- **Exercise prompt**: Please work out how many lines below contain the word "client", and reply with only that number.

Stored data entries
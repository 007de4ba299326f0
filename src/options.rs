//! Endpoint configuration.

use std::ops::Range;
use std::time::Duration;

use crate::compression::CompressionLevel;

/// Default payload-size range for which `Compress::Auto` compresses.
/// Payloads under 8 bytes rarely shrink.
const AUTO_COMPRESSION_FLOOR: usize = 8;

/// Per-endpoint options. Immutable once the endpoint is created.
///
/// ```
/// use socketeer::Options;
/// use std::time::Duration;
///
/// let options = Options::default()
///     .with_subprotocols(["chat.v2", "chat.v1"])
///     .with_opening_handshake_timeout(Duration::from_secs(10));
/// ```
#[derive(Debug, Clone)]
pub struct Options {
    /// Ordered client preference list for `Sec-WebSocket-Protocol`.
    pub subprotocols: Vec<String>,
    /// Answer inbound pings with matching pongs.
    pub automatically_respond_to_pings: bool,
    /// How many redirect hops the client handshake follows.
    pub maximum_redirects: u32,
    /// Time limit for the whole opening handshake, redirects included.
    pub opening_handshake_timeout: Duration,
    /// How long to wait for the peer's close frame after sending ours.
    pub closing_handshake_timeout: Duration,
    /// Transport hint; ignored by transports that cannot honor it.
    pub enable_fast_open: bool,
    /// Inbound messages above this size close the connection with 1009.
    pub maximum_incoming_message_payload_size: usize,
    /// Transport read granularity in bytes.
    pub receive_chunk_size: usize,
    /// Extra request headers; names the handshake owns are ignored.
    pub extra_headers: Vec<(String, String)>,
    /// Offer `permessage-deflate` during the handshake.
    pub enable_compression: bool,
    /// DEFLATE effort level for outbound compression.
    pub compression_level: CompressionLevel,
    /// Payload sizes for which `Compress::Auto` compresses text messages.
    pub text_auto_compression_range: Range<usize>,
    /// Payload sizes for which `Compress::Auto` compresses binary messages.
    pub binary_auto_compression_range: Range<usize>,
}

impl Default for Options {
    fn default() -> Self {
        Self {
            subprotocols: Vec::new(),
            automatically_respond_to_pings: true,
            maximum_redirects: 5,
            opening_handshake_timeout: Duration::from_secs(30),
            closing_handshake_timeout: Duration::from_secs(30),
            enable_fast_open: false,
            maximum_incoming_message_payload_size: usize::MAX,
            receive_chunk_size: 32 * 1024,
            extra_headers: Vec::new(),
            enable_compression: true,
            compression_level: CompressionLevel::default(),
            text_auto_compression_range: AUTO_COMPRESSION_FLOOR..usize::MAX,
            binary_auto_compression_range: AUTO_COMPRESSION_FLOOR..usize::MAX,
        }
    }
}

impl Options {
    pub fn with_subprotocols<I, S>(mut self, subprotocols: I) -> Self
    where
        I: IntoIterator<Item = S>,
        S: Into<String>,
    {
        self.subprotocols = subprotocols.into_iter().map(Into::into).collect();
        self
    }

    pub fn with_automatic_pong(mut self, enabled: bool) -> Self {
        self.automatically_respond_to_pings = enabled;
        self
    }

    pub fn with_maximum_redirects(mut self, limit: u32) -> Self {
        self.maximum_redirects = limit;
        self
    }

    pub fn with_opening_handshake_timeout(mut self, timeout: Duration) -> Self {
        self.opening_handshake_timeout = timeout;
        self
    }

    pub fn with_closing_handshake_timeout(mut self, timeout: Duration) -> Self {
        self.closing_handshake_timeout = timeout;
        self
    }

    pub fn with_fast_open(mut self, enabled: bool) -> Self {
        self.enable_fast_open = enabled;
        self
    }

    pub fn with_maximum_incoming_message_payload_size(mut self, limit: usize) -> Self {
        self.maximum_incoming_message_payload_size = limit;
        self
    }

    pub fn with_receive_chunk_size(mut self, size: usize) -> Self {
        self.receive_chunk_size = size;
        self
    }

    pub fn with_extra_header(mut self, name: impl Into<String>, value: impl Into<String>) -> Self {
        self.extra_headers.push((name.into(), value.into()));
        self
    }

    pub fn with_compression(mut self, enabled: bool) -> Self {
        self.enable_compression = enabled;
        self
    }

    pub fn with_compression_level(mut self, level: CompressionLevel) -> Self {
        self.compression_level = level;
        self
    }

    pub fn with_text_auto_compression_range(mut self, range: Range<usize>) -> Self {
        self.text_auto_compression_range = range;
        self
    }

    pub fn with_binary_auto_compression_range(mut self, range: Range<usize>) -> Self {
        self.binary_auto_compression_range = range;
        self
    }
}

#[cfg(test)]
mod tests {
    use super::*;

    #[test]
    fn defaults_match_documentation() {
        let options = Options::default();
        assert!(options.subprotocols.is_empty());
        assert!(options.automatically_respond_to_pings);
        assert_eq!(options.maximum_redirects, 5);
        assert_eq!(options.opening_handshake_timeout, Duration::from_secs(30));
        assert_eq!(options.closing_handshake_timeout, Duration::from_secs(30));
        assert!(!options.enable_fast_open);
        assert_eq!(options.maximum_incoming_message_payload_size, usize::MAX);
        assert_eq!(options.receive_chunk_size, 32 * 1024);
        assert!(options.extra_headers.is_empty());
        assert!(options.enable_compression);
        assert_eq!(options.text_auto_compression_range, 8..usize::MAX);
        assert_eq!(options.binary_auto_compression_range, 8..usize::MAX);
    }

    #[test]
    fn builder_chains() {
        let options = Options::default()
            .with_subprotocols(["a", "b"])
            .with_maximum_redirects(2)
            .with_compression(false)
            .with_extra_header("authorization", "Bearer token");
        assert_eq!(options.subprotocols, ["a", "b"]);
        assert_eq!(options.maximum_redirects, 2);
        assert!(!options.enable_compression);
        assert_eq!(options.extra_headers.len(), 1);
    }
}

- **Solution**: 2